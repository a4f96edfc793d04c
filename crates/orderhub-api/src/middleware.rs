use axum::{
    extract::{Request, State},
    http::header,
    middleware::Next,
    response::Response,
};
use jsonwebtoken::{DecodingKey, Validation, decode};

use orderhub_types::api::Claims;
use orderhub_types::models::UserType;

use crate::AppState;
use crate::error::AppError;

/// Extract and validate the bearer JWT from the Authorization header.
pub async fn require_auth(
    State(state): State<AppState>,
    mut req: Request,
    next: Next,
) -> Result<Response, AppError> {
    let token = req
        .headers()
        .get(header::AUTHORIZATION)
        .and_then(|v| v.to_str().ok())
        .and_then(|v| v.strip_prefix("Bearer "))
        .ok_or(AppError::NotAuthenticated)?;

    let token_data = decode::<Claims>(
        token.trim(),
        &DecodingKey::from_secret(state.jwt_secret.as_bytes()),
        &Validation::default(),
    )
    .map_err(|_| AppError::NotAuthenticated)?;

    req.extensions_mut().insert(token_data.claims);
    Ok(next.run(req).await)
}

pub fn require_shop(claims: &Claims) -> Result<(), AppError> {
    match claims.role {
        UserType::Shop => Ok(()),
        UserType::Buyer => Err(AppError::ShopsOnly),
    }
}
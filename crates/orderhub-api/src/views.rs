//! Row-to-response conversions shared by the handlers.

use std::collections::HashMap;

use chrono::{DateTime, NaiveDateTime, Utc};
use tracing::warn;

use orderhub_db::Database;
use orderhub_db::models::{
    CategoryRow, ContactRow, OrderItemRow, OrderRow, ParameterRow, ProductInfoRow, ShopRow, UserRow,
};
use orderhub_db::orders::OrderScope;
use orderhub_types::models::{
    Category, Contact, Order, OrderItem, OrderStatus, Product, ProductInfo, ProductParameter, Shop,
    User, UserType,
};

pub fn contact(row: ContactRow) -> Contact {
    Contact {
        id: row.id,
        city: row.city,
        street: row.street,
        house: row.house,
        structure: row.structure,
        building: row.building,
        apartment: row.apartment,
        phone: row.phone,
    }
}

pub fn user(row: UserRow, contacts: Vec<ContactRow>) -> User {
    let user_type = row.user_type.parse().unwrap_or_else(|e| {
        warn!("Corrupt user_type on user {}: {}", row.id, e);
        UserType::Buyer
    });

    User {
        id: row.id,
        first_name: row.first_name,
        last_name: row.last_name,
        email: row.email,
        company: row.company,
        position: row.position,
        user_type,
        is_active: row.is_active,
        contacts: contacts.into_iter().map(contact).collect(),
    }
}

pub fn shop(row: ShopRow) -> Shop {
    Shop {
        id: row.id,
        name: row.name,
        url: row.url,
        status: row.status,
    }
}

pub fn category(row: CategoryRow) -> Category {
    Category {
        id: row.id,
        name: row.name,
    }
}

/// Group parameters by listing id, preserving their order.
fn parameter_map(params: Vec<ParameterRow>) -> HashMap<i64, Vec<ProductParameter>> {
    let mut map: HashMap<i64, Vec<ProductParameter>> = HashMap::new();
    for p in params {
        map.entry(p.product_info_id).or_default().push(ProductParameter {
            parameter: p.name,
            value: p.value,
        });
    }
    map
}

fn product_info(row: ProductInfoRow, params: &HashMap<i64, Vec<ProductParameter>>) -> ProductInfo {
    ProductInfo {
        id: row.id,
        model: row.model,
        external_id: row.external_id,
        product: Product {
            name: row.product_name,
            category: row.category_name,
        },
        shop: row.shop_id,
        quantity: row.quantity,
        price: row.price,
        price_rrc: row.price_rrc,
        // A listing can appear in several orders
        product_parameters: params.get(&row.id).cloned().unwrap_or_default(),
    }
}

pub fn product_infos(rows: Vec<ProductInfoRow>, params: Vec<ParameterRow>) -> Vec<ProductInfo> {
    let params = parameter_map(params);
    rows.into_iter().map(|row| product_info(row, &params)).collect()
}

pub fn orders(rows: Vec<OrderRow>, items: Vec<OrderItemRow>, params: Vec<ParameterRow>) -> Vec<Order> {
    let params = parameter_map(params);

    let mut items_by_order: HashMap<i64, Vec<OrderItem>> = HashMap::new();
    for item in items {
        items_by_order.entry(item.order_id).or_default().push(OrderItem {
            id: item.id,
            product_info: product_info(item.product_info, &params),
            quantity: item.quantity,
        });
    }

    rows.into_iter()
        .map(|row| {
            let ordered_items = items_by_order.remove(&row.id).unwrap_or_default();
            let total_sum = total_sum(row.id, &ordered_items);
            let status = row.status.parse().unwrap_or_else(|e| {
                warn!("Corrupt status on order {}: {}", row.id, e);
                OrderStatus::New
            });

            Order {
                id: row.id,
                status,
                dt: parse_timestamp(&row.dt, row.id),
                total_sum,
                contact: row.contact.map(contact),
                ordered_items,
            }
        })
        .collect()
}

/// Sum of quantity times price; saturates instead of overflowing.
fn total_sum(order_id: i64, items: &[OrderItem]) -> i64 {
    let exact: i128 = items
        .iter()
        .map(|item| i128::from(item.quantity) * i128::from(item.product_info.price))
        .sum();
    i64::try_from(exact).unwrap_or_else(|_| {
        warn!("Total of order {} does not fit in i64: {}", order_id, exact);
        if exact < 0 { i64::MIN } else { i64::MAX }
    })
}

/// Orders in scope with their lines, listing details and parameters.
pub fn load_orders(db: &Database, scope: OrderScope) -> anyhow::Result<Vec<Order>> {
    let rows = db.list_orders(scope)?;
    let order_ids: Vec<i64> = rows.iter().map(|r| r.id).collect();
    let items = db.list_order_items(&order_ids)?;

    let mut info_ids: Vec<i64> = items.iter().map(|i| i.product_info.id).collect();
    info_ids.sort_unstable();
    info_ids.dedup();
    let params = db.get_parameters(&info_ids)?;

    Ok(orders(rows, items, params))
}

fn parse_timestamp(raw: &str, order_id: i64) -> DateTime<Utc> {
    raw.parse::<DateTime<Utc>>()
        .or_else(|_| {
            // SQLite's datetime('now') has no timezone; it is UTC.
            NaiveDateTime::parse_from_str(raw, "%Y-%m-%d %H:%M:%S").map(|ndt| ndt.and_utc())
        })
        .unwrap_or_else(|e| {
            warn!("Corrupt dt '{}' on order {}: {}", raw, order_id, e);
            DateTime::default()
        })
}
use crate::models::{ContactChanges, ContactRow, NewContact, NewUser, UserChanges, UserRow};
use crate::{Database, OptionalExt, placeholders};
use anyhow::Result;
use rusqlite::{Connection, Row};

const USER_COLUMNS: &str =
    "id, email, password, first_name, last_name, company, position, user_type, is_active";

const CONTACT_COLUMNS: &str =
    "id, city, street, house, structure, building, apartment, phone";

impl Database {
    // -- Users --

    pub fn create_user(&self, user: &NewUser) -> Result<i64> {
        self.with_conn(|conn| {
            conn.execute(
                "INSERT INTO users (email, password, first_name, last_name, company, position, user_type)
                 VALUES (?1, ?2, ?3, ?4, ?5, ?6, ?7)",
                rusqlite::params![
                    user.email,
                    user.password_hash,
                    user.first_name,
                    user.last_name,
                    user.company,
                    user.position,
                    user.user_type,
                ],
            )?;
            Ok(conn.last_insert_rowid())
        })
    }

    pub fn get_user_by_email(&self, email: &str) -> Result<Option<UserRow>> {
        self.with_conn(|conn| query_user(conn, "email", &email))
    }

    pub fn get_user_by_id(&self, id: i64) -> Result<Option<UserRow>> {
        self.with_conn(|conn| query_user(conn, "id", &id))
    }

    /// Returns false when no such user exists.
    pub fn update_user(&self, id: i64, changes: &UserChanges) -> Result<bool> {
        self.with_conn(|conn| {
            let updated = conn.execute(
                "UPDATE users SET
                    email = COALESCE(?2, email),
                    password = COALESCE(?3, password),
                    first_name = COALESCE(?4, first_name),
                    last_name = COALESCE(?5, last_name),
                    company = COALESCE(?6, company),
                    position = COALESCE(?7, position)
                 WHERE id = ?1",
                rusqlite::params![
                    id,
                    changes.email,
                    changes.password_hash,
                    changes.first_name,
                    changes.last_name,
                    changes.company,
                    changes.position,
                ],
            )?;
            Ok(updated > 0)
        })
    }

    // -- Email confirmation --

    /// One live token per user: a new digest replaces the previous one.
    pub fn store_confirm_token(&self, user_id: i64, key_digest: &str) -> Result<()> {
        self.with_conn(|conn| {
            conn.execute(
                "INSERT INTO email_confirm_tokens (user_id, key_digest) VALUES (?1, ?2)
                 ON CONFLICT(user_id) DO UPDATE SET
                    key_digest = excluded.key_digest,
                    created_at = datetime('now')",
                rusqlite::params![user_id, key_digest],
            )?;
            Ok(())
        })
    }

    /// Activates the account owning the token and deletes the token.
    /// Returns the user id, or None if email and token do not match.
    pub fn consume_confirm_token(&self, email: &str, key_digest: &str) -> Result<Option<i64>> {
        self.with_conn_mut(|conn| {
            let tx = conn.transaction()?;
            let user_id: Option<i64> = tx
                .query_row(
                    "SELECT t.user_id FROM email_confirm_tokens t
                     JOIN users u ON u.id = t.user_id
                     WHERE u.email = ?1 AND t.key_digest = ?2",
                    rusqlite::params![email, key_digest],
                    |row| row.get(0),
                )
                .optional()?;

            if let Some(user_id) = user_id {
                tx.execute("UPDATE users SET is_active = 1 WHERE id = ?1", [user_id])?;
                tx.execute("DELETE FROM email_confirm_tokens WHERE user_id = ?1", [user_id])?;
            }
            tx.commit()?;
            Ok(user_id)
        })
    }

    // -- Password reset --

    pub fn store_reset_token(&self, user_id: i64, key_digest: &str) -> Result<()> {
        self.with_conn(|conn| {
            conn.execute(
                "INSERT INTO password_reset_tokens (user_id, key_digest) VALUES (?1, ?2)",
                rusqlite::params![user_id, key_digest],
            )?;
            Ok(())
        })
    }

    /// Validates a reset token younger than `ttl_hours`, stores the new
    /// password hash and drops every reset token of that user.
    pub fn consume_reset_token(
        &self,
        key_digest: &str,
        ttl_hours: u32,
        password_hash: &str,
    ) -> Result<Option<i64>> {
        self.with_conn_mut(|conn| {
            let tx = conn.transaction()?;
            let user_id: Option<i64> = tx
                .query_row(
                    "SELECT user_id FROM password_reset_tokens
                     WHERE key_digest = ?1
                       AND created_at >= datetime('now', '-' || ?2 || ' hours')",
                    rusqlite::params![key_digest, ttl_hours],
                    |row| row.get(0),
                )
                .optional()?;

            if let Some(user_id) = user_id {
                tx.execute(
                    "UPDATE users SET password = ?2 WHERE id = ?1",
                    rusqlite::params![user_id, password_hash],
                )?;
                tx.execute("DELETE FROM password_reset_tokens WHERE user_id = ?1", [user_id])?;
            }
            tx.commit()?;
            Ok(user_id)
        })
    }

    // -- Contacts --

    pub fn list_contacts(&self, user_id: i64) -> Result<Vec<ContactRow>> {
        self.with_conn(|conn| {
            let sql = format!("SELECT {} FROM contacts WHERE user_id = ?1 ORDER BY id", CONTACT_COLUMNS);
            let mut stmt = conn.prepare(&sql)?;
            let rows = stmt
                .query_map([user_id], |row| contact_from_row(row, 0))?
                .collect::<std::result::Result<Vec<_>, _>>()?;
            Ok(rows)
        })
    }

    pub fn get_contact(&self, user_id: i64, id: i64) -> Result<Option<ContactRow>> {
        self.with_conn(|conn| {
            let sql = format!("SELECT {} FROM contacts WHERE id = ?1 AND user_id = ?2", CONTACT_COLUMNS);
            conn.query_row(&sql, [id, user_id], |row| contact_from_row(row, 0))
                .optional()
        })
    }

    pub fn create_contact(&self, user_id: i64, contact: &NewContact) -> Result<i64> {
        self.with_conn(|conn| {
            conn.execute(
                "INSERT INTO contacts (user_id, city, street, house, structure, building, apartment, phone)
                 VALUES (?1, ?2, ?3, ?4, ?5, ?6, ?7, ?8)",
                rusqlite::params![
                    user_id,
                    contact.city,
                    contact.street,
                    contact.house,
                    contact.structure,
                    contact.building,
                    contact.apartment,
                    contact.phone,
                ],
            )?;
            Ok(conn.last_insert_rowid())
        })
    }

    /// Returns false when the contact does not exist or belongs to someone else.
    pub fn update_contact(&self, user_id: i64, id: i64, changes: &ContactChanges) -> Result<bool> {
        self.with_conn(|conn| {
            let updated = conn.execute(
                "UPDATE contacts SET
                    city = COALESCE(?3, city),
                    street = COALESCE(?4, street),
                    house = COALESCE(?5, house),
                    structure = COALESCE(?6, structure),
                    building = COALESCE(?7, building),
                    apartment = COALESCE(?8, apartment),
                    phone = COALESCE(?9, phone)
                 WHERE id = ?1 AND user_id = ?2",
                rusqlite::params![
                    id,
                    user_id,
                    changes.city,
                    changes.street,
                    changes.house,
                    changes.structure,
                    changes.building,
                    changes.apartment,
                    changes.phone,
                ],
            )?;
            Ok(updated > 0)
        })
    }

    pub fn delete_contacts(&self, user_id: i64, ids: &[i64]) -> Result<usize> {
        if ids.is_empty() {
            return Ok(0);
        }

        self.with_conn(|conn| {
            let sql = format!(
                "DELETE FROM contacts WHERE user_id = ?1 AND id IN ({})",
                placeholders(1, ids.len())
            );
            let mut params: Vec<&dyn rusqlite::types::ToSql> = vec![&user_id];
            params.extend(ids.iter().map(|id| id as &dyn rusqlite::types::ToSql));
            Ok(conn.execute(&sql, params.as_slice())?)
        })
    }
}

fn query_user(conn: &Connection, column: &str, value: &dyn rusqlite::types::ToSql) -> Result<Option<UserRow>> {
    let sql = format!("SELECT {} FROM users WHERE {} = ?1", USER_COLUMNS, column);
    let mut stmt = conn.prepare(&sql)?;

    let row = stmt
        .query_row([value], |row| {
            Ok(UserRow {
                id: row.get(0)?,
                email: row.get(1)?,
                password: row.get(2)?,
                first_name: row.get(3)?,
                last_name: row.get(4)?,
                company: row.get(5)?,
                position: row.get(6)?,
                user_type: row.get(7)?,
                is_active: row.get(8)?,
            })
        })
        .optional()?;

    Ok(row)
}

/// Reads contact columns in `CONTACT_COLUMNS` order starting at `start`.
pub(crate) fn contact_from_row(row: &Row<'_>, start: usize) -> rusqlite::Result<ContactRow> {
    Ok(ContactRow {
        id: row.get(start)?,
        city: row.get(start + 1)?,
        street: row.get(start + 2)?,
        house: row.get(start + 3)?,
        structure: row.get(start + 4)?,
        building: row.get(start + 5)?,
        apartment: row.get(start + 6)?,
        phone: row.get(start + 7)?,
    })
}
/// SQLite row types, kept separate from the orderhub-types API models.

pub struct UserRow {
    pub id: i64,
    pub email: String,
    pub password: String,
    pub first_name: String,
    pub last_name: String,
    pub company: String,
    pub position: String,
    pub user_type: String,
    pub is_active: bool,
}

pub struct NewUser {
    pub email: String,
    pub password_hash: String,
    pub first_name: String,
    pub last_name: String,
    pub company: String,
    pub position: String,
    pub user_type: String,
}

/// Partial update; `None` keeps the stored value.
#[derive(Default)]
pub struct UserChanges {
    pub email: Option<String>,
    pub password_hash: Option<String>,
    pub first_name: Option<String>,
    pub last_name: Option<String>,
    pub company: Option<String>,
    pub position: Option<String>,
}

pub struct ContactRow {
    pub id: i64,
    pub city: String,
    pub street: String,
    pub house: String,
    pub structure: String,
    pub building: String,
    pub apartment: String,
    pub phone: String,
}

pub struct NewContact {
    pub city: String,
    pub street: String,
    pub house: String,
    pub structure: String,
    pub building: String,
    pub apartment: String,
    pub phone: String,
}

#[derive(Default)]
pub struct ContactChanges {
    pub city: Option<String>,
    pub street: Option<String>,
    pub house: Option<String>,
    pub structure: Option<String>,
    pub building: Option<String>,
    pub apartment: Option<String>,
    pub phone: Option<String>,
}

pub struct ShopRow {
    pub id: i64,
    pub name: String,
    pub url: Option<String>,
    pub status: bool,
}

pub struct CategoryRow {
    pub id: i64,
    pub name: String,
}

/// A product listing joined with its product, category and shop.
pub struct ProductInfoRow {
    pub id: i64,
    pub model: String,
    pub external_id: i64,
    pub product_name: String,
    pub category_name: String,
    pub shop_id: i64,
    pub quantity: i64,
    pub price: i64,
    pub price_rrc: i64,
}

pub struct ParameterRow {
    pub product_info_id: i64,
    pub name: String,
    pub value: String,
}

pub struct OrderRow {
    pub id: i64,
    pub dt: String,
    pub status: String,
    pub contact: Option<ContactRow>,
}

pub struct OrderItemRow {
    pub id: i64,
    pub order_id: i64,
    pub quantity: i64,
    pub product_info: ProductInfoRow,
}

#[derive(Debug, Default, PartialEq, Eq)]
pub struct ImportSummary {
    pub shop_id: i64,
    pub categories: usize,
    pub goods: usize,
    pub parameters: usize,
}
_____
> _Try it_
Taking every line of the records in turn, count the ones holding "ProductInfoRow", and state nothing but the number.

> _Task response_
5